What the task requires: Each line from the first down to the one containing "win over them." should be returned exactly as it appears below.

(Collected data entries)
%%
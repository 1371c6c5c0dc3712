//! Fluent construction of [`MediaFormat`] values.
//!
//! The builder is a plain mutable staging struct. Every setter stores one
//! attribute and hands the builder back; [`MediaFormatBuilder::build`]
//! consumes it, validates the name, and returns the immutable format.
//!
//! ```
//! use media_handler::format::MediaFormatBuilder;
//!
//! let teaser = MediaFormatBuilder::create("teaser")
//!     .width_range(400, 800)
//!     .ratio_of(16, 9)
//!     .extensions(["jpg", "png"])
//!     .build()
//!     .unwrap();
//! assert_eq!(teaser.min_width(), 400);
//! assert_eq!(teaser.width(), 0);
//! ```

use super::MediaFormat;
use std::collections::BTreeMap;
use thiserror::Error;

#[derive(Error, Debug, Clone, PartialEq, Eq)]
pub enum FormatError {
    #[error("Invalid media format name {0:?}: must be non-empty and contain only letters, digits, '_', '-', '.' or ':'")]
    InvalidName(String),
}

/// Staging area for a [`MediaFormat`]. See the [module docs](self).
#[derive(Debug, Clone, Default)]
pub struct MediaFormatBuilder {
    name: String,
    label: Option<String>,
    description: Option<String>,
    width: i64,
    min_width: i64,
    max_width: i64,
    height: i64,
    min_height: i64,
    max_height: i64,
    ratio: f64,
    ratio_width: i64,
    ratio_height: i64,
    file_size_max: i64,
    extensions: Vec<String>,
    rendition_group: Option<String>,
    download: bool,
    internal: bool,
    ranking: i32,
    // Bulk entries fill keys; individual entries always win over them.
    bulk_properties: BTreeMap<String, serde_json::Value>,
    properties: BTreeMap<String, serde_json::Value>,
}

impl MediaFormatBuilder {
    /// Start a format. The name is validated by [`build`](Self::build).
    pub fn create(name: impl Into<String>) -> Self {
        Self {
            name: name.into(),
            ..Self::default()
        }
    }

    pub fn label(mut self, label: impl Into<String>) -> Self {
        self.label = Some(label.into());
        self
    }

    pub fn description(mut self, description: impl Into<String>) -> Self {
        self.description = Some(description.into());
        self
    }

    /// Fixed width (exact match).
    pub fn width(mut self, width: i64) -> Self {
        self.width = width;
        self
    }

    /// Width range; the fixed width is left untouched.
    pub fn width_range(mut self, min: i64, max: i64) -> Self {
        self.min_width = min;
        self.max_width = max;
        self
    }

    pub fn min_width(mut self, min: i64) -> Self {
        self.min_width = min;
        self
    }

    pub fn max_width(mut self, max: i64) -> Self {
        self.max_width = max;
        self
    }

    /// Fixed height (exact match).
    pub fn height(mut self, height: i64) -> Self {
        self.height = height;
        self
    }

    /// Height range; the fixed height is left untouched.
    pub fn height_range(mut self, min: i64, max: i64) -> Self {
        self.min_height = min;
        self.max_height = max;
        self
    }

    pub fn min_height(mut self, min: i64) -> Self {
        self.min_height = min;
        self
    }

    pub fn max_height(mut self, max: i64) -> Self {
        self.max_height = max;
        self
    }

    /// Sets fixed width and height together.
    pub fn fixed_dimension(mut self, width: i64, height: i64) -> Self {
        self.width = width;
        self.height = height;
        self
    }

    pub fn ratio(mut self, ratio: f64) -> Self {
        self.ratio = ratio;
        self
    }

    /// Ratio from a width/height pair. Both sides are kept for later retrieval.
    pub fn ratio_of(mut self, ratio_width: i64, ratio_height: i64) -> Self {
        self.ratio_width = ratio_width;
        self.ratio_height = ratio_height;
        if ratio_width > 0 && ratio_height > 0 {
            self.ratio = ratio_width as f64 / ratio_height as f64;
        }
        self
    }

    pub fn file_size_max(mut self, bytes: i64) -> Self {
        self.file_size_max = bytes;
        self
    }

    /// Allowed extensions. Entries are copied as given, empty ones included.
    pub fn extensions<I, S>(mut self, extensions: I) -> Self
    where
        I: IntoIterator<Item = S>,
        S: AsRef<str>,
    {
        self.extensions = extensions
            .into_iter()
            .map(|e| e.as_ref().to_string())
            .collect();
        self
    }

    pub fn rendition_group(mut self, group: impl Into<String>) -> Self {
        self.rendition_group = Some(group.into());
        self
    }

    pub fn download(mut self, download: bool) -> Self {
        self.download = download;
        self
    }

    pub fn internal(mut self, internal: bool) -> Self {
        self.internal = internal;
        self
    }

    pub fn ranking(mut self, ranking: i32) -> Self {
        self.ranking = ranking;
        self
    }

    /// Set one property. Wins over any bulk entry for the same key.
    pub fn property(mut self, key: impl Into<String>, value: impl Into<serde_json::Value>) -> Self {
        self.properties.insert(key.into(), value.into());
        self
    }

    /// Merge a batch of properties. Keys already set via
    /// [`property`](Self::property) keep their individual value.
    pub fn properties<I, K, V>(mut self, properties: I) -> Self
    where
        I: IntoIterator<Item = (K, V)>,
        K: Into<String>,
        V: Into<serde_json::Value>,
    {
        self.bulk_properties
            .extend(properties.into_iter().map(|(k, v)| (k.into(), v.into())));
        self
    }

    /// Validate and freeze the format.
    pub fn build(self) -> Result<MediaFormat, FormatError> {
        if !is_valid_name(&self.name) {
            return Err(FormatError::InvalidName(self.name));
        }

        let mut properties = self.bulk_properties;
        properties.extend(self.properties);

        Ok(MediaFormat {
            name: self.name,
            label: self.label,
            description: self.description,
            width: self.width,
            min_width: self.min_width,
            max_width: self.max_width,
            height: self.height,
            min_height: self.min_height,
            max_height: self.max_height,
            ratio: self.ratio,
            ratio_width: self.ratio_width,
            ratio_height: self.ratio_height,
            file_size_max: self.file_size_max,
            extensions: self.extensions,
            rendition_group: self.rendition_group,
            download: self.download,
            internal: self.internal,
            ranking: self.ranking,
            properties,
        })
    }
}

fn is_valid_name(name: &str) -> bool {
    !name.is_empty()
        && name
            .chars()
            .all(|c| c.is_ascii_alphanumeric() || matches!(c, '_' | '-' | '.' | ':'))
}
//! SerWB loopback: entry point.
//!
//! ```text
//! serwb-loopback                  Run with serwb-loopback.toml (or defaults)
//! serwb-loopback --config <path>  Load a custom config TOML
//! serwb-loopback --gen-config     Write default config to stdout
//! serwb-loopback --init           Write default config to the --config path
//! serwb-loopback --skew-ab 13     Override the receive phase of the slave
//! ```

use std::path::PathBuf;
use std::process::ExitCode;

use clap::Parser;
use tracing::{error, info};
use tracing_subscriber::EnvFilter;

use serwb_loopback::config::LoopbackConfig;
use serwb_loopback::service::LoopbackService;

// ── CLI ──────────────────────────────────────────────────────────

#[derive(Parser, Debug)]
#[command(name = "serwb-loopback", about = "SerWB link loopback simulator")]
struct Cli {
    /// Path to configuration TOML file.
    #[arg(short, long, default_value = "serwb-loopback.toml")]
    config: PathBuf,

    /// Print the default configuration to stdout and exit.
    #[arg(long)]
    gen_config: bool,

    /// Write the default configuration to the config path and exit.
    #[arg(long)]
    init: bool,

    /// Bit skew seen by the slave receiver.
    #[arg(long)]
    skew_ab: Option<u32>,

    /// Bit skew seen by the master receiver.
    #[arg(long)]
    skew_ba: Option<u32>,
}

// ── Main ─────────────────────────────────────────────────────────

#[tokio::main]
async fn main() -> Result<ExitCode, Box<dyn std::error::Error>> {
    let cli = Cli::parse();

    // --gen-config: dump defaults and exit.
    if cli.gen_config {
        let text = toml::to_string_pretty(&LoopbackConfig::default())?;
        println!("{text}");
        return Ok(ExitCode::SUCCESS);
    }

    if cli.init {
        LoopbackConfig::write_default(&cli.config)?;
        println!("wrote {}", cli.config.display());
        return Ok(ExitCode::SUCCESS);
    }

    // Load config.
    let mut config = LoopbackConfig::load(&cli.config);
    if let Some(skew) = cli.skew_ab {
        config.wire.skew_ab = skew;
    }
    if let Some(skew) = cli.skew_ba {
        config.wire.skew_ba = skew;
    }

    // Init tracing.
    let filter = EnvFilter::try_from_default_env()
        .unwrap_or_else(|_| EnvFilter::new(&config.logging.level));
    tracing_subscriber::fmt().with_env_filter(filter).init();

    info!("serwb-loopback v{}", env!("CARGO_PKG_VERSION"));
    info!("lanes: {}", config.link.lanes);
    info!("skew: a→b {} bits, b→a {} bits", config.wire.skew_ab, config.wire.skew_ba);
    info!("traffic: {} words at {:#010x}", config.traffic.words, config.traffic.base_address);

    let service = LoopbackService::new(config);
    let report = match service.run().await {
        Ok(report) => report,
        Err(e) => {
            error!("loopback failed: {e}");
            return Ok(ExitCode::FAILURE);
        }
    };

    report.log();
    Ok(if report.passed() {
        ExitCode::SUCCESS
    } else {
        ExitCode::FAILURE
    })
}
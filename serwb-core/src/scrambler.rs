//! Self-synchronising payload whitening.
//!
//! Multiplicative scrambler over `x^23 + x^18 + 1`, one bit at a time,
//! most significant bit of each 32-bit word first. The scrambler shifts
//! its output bits into the register and the descrambler shifts the bits
//! it receives, so after 23 received bits both registers hold the same
//! history. With 32-bit words the descrambler is in step from the second
//! data word on, whatever state either side started in.
//!
//! Control words are sent in the clear and do not clock the register.

use crate::bridge::WordSource;
use crate::code::LinkWord;
use crate::config::ScramblerConfig;

const LFSR_MASK: u32 = (1 << 23) - 1;
const TAP_A: u32 = 17;
const TAP_B: u32 = 22;
const SEED: u32 = 1;

#[derive(Debug, Clone)]
struct Lfsr {
    state: u32,
}

impl Lfsr {
    fn new() -> Self {
        Self { state: SEED }
    }

    fn feedback(&self) -> u32 {
        ((self.state >> TAP_A) ^ (self.state >> TAP_B)) & 1
    }

    fn shift(&mut self, bit: u32) {
        self.state = ((self.state << 1) | bit) & LFSR_MASK;
    }
}

// ── Scrambler ────────────────────────────────────────────────────

/// Transmit-side whitening plus the payload-mode word policy
/// (priming word, sync comma insertion, idle fill).
#[derive(Debug, Clone)]
pub struct Scrambler {
    lfsr: Lfsr,
    enabled: bool,
    sync_interval: u32,
    since_comma: u32,
    priming: bool,
}

impl Scrambler {
    pub fn new(cfg: &ScramblerConfig) -> Self {
        Self {
            lfsr: Lfsr::new(),
            enabled: cfg.enabled,
            sync_interval: cfg.sync_interval,
            since_comma: 0,
            priming: false,
        }
    }

    pub fn reset(&mut self) {
        self.lfsr = Lfsr::new();
        self.since_comma = 0;
        self.priming = false;
    }

    pub fn set_bypass(&mut self, bypass: bool) {
        self.enabled = !bypass;
    }

    pub fn is_bypassed(&self) -> bool {
        !self.enabled
    }

    /// Arm the priming word sent ahead of the first payload word.
    pub fn start_payload(&mut self) {
        self.priming = true;
        self.since_comma = 0;
    }

    /// Whiten one word.
    pub fn scramble(&mut self, word: LinkWord) -> LinkWord {
        if word.is_control() || !self.enabled {
            return word;
        }
        let mut out = 0;
        for i in (0..32).rev() {
            let bit = ((word.data >> i) & 1) ^ self.lfsr.feedback();
            self.lfsr.shift(bit);
            out |= bit << i;
        }
        LinkWord::data(out)
    }

    /// Produce the next payload-mode line word.
    pub fn next_word<S: WordSource + ?Sized>(&mut self, source: &mut S) -> LinkWord {
        if self.priming {
            self.priming = false;
            self.since_comma += 1;
            return self.scramble(LinkWord::data(0));
        }
        if self.since_comma + 1 >= self.sync_interval {
            self.since_comma = 0;
            return LinkWord::COMMA;
        }
        match source.pull() {
            Some(word) => {
                let word = self.scramble(word);
                if word.is_control() {
                    self.since_comma = 0;
                } else {
                    self.since_comma += 1;
                }
                word
            }
            None => {
                self.since_comma = 0;
                LinkWord::COMMA
            }
        }
    }
}

// ── Descrambler ──────────────────────────────────────────────────

#[derive(Debug, Clone)]
pub struct Descrambler {
    lfsr: Lfsr,
    enabled: bool,
}

impl Descrambler {
    pub fn new(cfg: &ScramblerConfig) -> Self {
        Self {
            lfsr: Lfsr::new(),
            enabled: cfg.enabled,
        }
    }

    pub fn reset(&mut self) {
        self.lfsr = Lfsr::new();
    }

    pub fn set_bypass(&mut self, bypass: bool) {
        self.enabled = !bypass;
    }

    pub fn descramble(&mut self, word: LinkWord) -> LinkWord {
        if word.is_control() || !self.enabled {
            return word;
        }
        let mut out = 0;
        for i in (0..32).rev() {
            let bit = (word.data >> i) & 1;
            out |= (bit ^ self.lfsr.feedback()) << i;
            self.lfsr.shift(bit);
        }
        LinkWord::data(out)
    }
}

// ── Tests ────────────────────────────────────────────────────────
%%
Answer box:
repository 1371c6c5c0dc3712
//! Fluent construction of [`MediaFormat`] values.
//!
//! The builder is a plain mutable staging struct. Every setter stores one
//! attribute and hands the builder back; [`MediaFormatBuilder::build`]
//! consumes it, validates the name, and returns the immutable format.
//!
//! ```
//! use media_handler::format::MediaFormatBuilder;
//!
//! let teaser = MediaFormatBuilder::create("teaser")
//!     .width_range(400, 800)
//!     .ratio_of(16, 9)
//!     .extensions(["jpg", "png"])
//!     .build()
//!     .unwrap();
//! assert_eq!(teaser.min_width(), 400);
//! assert_eq!(teaser.width(), 0);
//! ```

use super::MediaFormat;
use std::collections::BTreeMap;
use thiserror::Error;

#[derive(Error, Debug, Clone, PartialEq, Eq)]
pub enum FormatError {
    #[error("Invalid media format name {0:?}: must be non-empty and contain only letters, digits, '_', '-', '.' or ':'")]
    InvalidName(String),
}

/// Staging area for a [`MediaFormat`]. See the [module docs](self).
#[derive(Debug, Clone, Default)]
pub struct MediaFormatBuilder {
    name: String,
    label: Option<String>,
    description: Option<String>,
    width: i64,
    min_width: i64,
    max_width: i64,
    height: i64,
    min_height: i64,
    max_height: i64,
    ratio: f64,
    ratio_width: i64,
    ratio_height: i64,
    file_size_max: i64,
    extensions: Vec<String>,
    rendition_group: Option<String>,
    download: bool,
    internal: bool,
    ranking: i32,
    // Bulk entries fill keys; individual entries always win over them.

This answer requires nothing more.